* What is being asked: The required output is every entry below, copied exactly.

* Items from a dataset:
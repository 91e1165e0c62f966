//! Error types for variables and variable sets

use scenes_core::SceneError;

/// Main variable subsystem error type
#[derive(Debug, Clone, PartialEq, Eq, thiserror::Error)]
pub enum VariableError {
    /// The option source failed
    #[error("variable '{name}' could not load options: {reason}")]
    OptionsFetch {
        /// Variable name
        name: String,
        /// Failure description
        reason: String,
    },

    /// Variables in a set reference each other in a loop
    #[error("dependency cycle between variables: {}", names.join(" -> "))]
    DependencyCycle {
        /// Names taking part in the cycle
        names: Vec<String>,
    },

    /// Name collides with a macro
    #[error("'{0}' is a reserved macro name")]
    ReservedName(String),

    /// Two variables of one set share a name
    #[error("variable '{0}' is declared twice in the same set")]
    DuplicateName(String),

    /// Resolution superseded or torn down before finishing
    #[error("variable resolution cancelled")]
    Cancelled,

    /// Error from the scene graph
    #[error(transparent)]
    Core(#[from] SceneError),
}

impl VariableError {
    /// Check if retrying the resolution may succeed
    #[inline]
    #[must_use]
    pub fn is_recoverable(&self) -> bool {
        match self {
            Self::OptionsFetch { .. } | Self::Cancelled => true,
            Self::Core(err) => err.is_recoverable(),
            _ => false,
        }
    }

    /// Check if the set was declared incorrectly
    #[inline]
    #[must_use]
    pub fn is_declaration_error(&self) -> bool {
        matches!(
            self,
            Self::DependencyCycle { .. } | Self::ReservedName(_) | Self::DuplicateName(_)
        )
    }
}

impl From<VariableError> for SceneError {
    fn from(err: VariableError) -> Self {
        match err {
            VariableError::Core(inner) => inner,
            VariableError::Cancelled => SceneError::Cancelled,
            VariableError::OptionsFetch { name, reason } => {
                SceneError::VariableUpdate { name, reason }
            }
            other => SceneError::InvalidState(other.to_string()),
        }
    }
}

/// Result alias for variable operations
pub type VariableResult<T> = Result<T, VariableError>;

* Output of the task:
repository 91e1165e0c62f966
//! Error types for variables and variable sets

use scenes_core::SceneError;

/// Main variable subsystem error type
#[derive(Debug, Clone, PartialEq, Eq, thiserror::Error)]
pub enum VariableError {
    /// The option source failed
    #[error("variable '{name}' could not load options: {reason}")]
    OptionsFetch {
        /// Variable name
        name: String,
        /// Failure description
        reason: String,
    },

    /// Variables in a set reference each other in a loop
    #[error("dependency cycle between variables: {}", names.join(" -> "))]
    DependencyCycle {
        /// Names taking part in the cycle
        names: Vec<String>,
    },

    /// Name collides with a macro
    #[error("'{0}' is a reserved macro name")]
    ReservedName(String),

    /// Two variables of one set share a name
    #[error("variable '{0}' is declared twice in the same set")]
    DuplicateName(String),

    /// Resolution superseded or torn down before finishing
    #[error("variable resolution cancelled")]
    Cancelled,

    /// Error from the scene graph
    #[error(transparent)]
    Core(#[from] SceneError),
}

impl VariableError {
    /// Check if retrying the resolution may succeed
    #[inline]
    #[must_use]
    pub fn is_recoverable(&self) -> bool {
        match self {
            Self::OptionsFetch { .. } | Self::Cancelled => true,
            Self::Core(err) => err.is_recoverable(),
            _ => false,
        }
    }

    /// Check if the set was declared incorrectly
    #[inline]
    #[must_use]
    pub fn is_declaration_error(&self) -> bool {
        matches!(
            self,
            Self::DependencyCycle { .. } | Self::ReservedName(_) | Self::DuplicateName(_)
        )
    }
}

impl From<VariableError> for SceneError {
    fn from(err: VariableError) -> Self {
        match err {
            VariableError::Core(inner) => inner,
            VariableError::Cancelled => SceneError::Cancelled,
            VariableError::OptionsFetch { name, reason } => {
                SceneError::VariableUpdate { name, reason }
            }
            other => SceneError::InvalidState(other.to_string()),
        }
    }
}

/// Result alias for variable operations
pub type VariableResult<T> = Result<T, VariableError>;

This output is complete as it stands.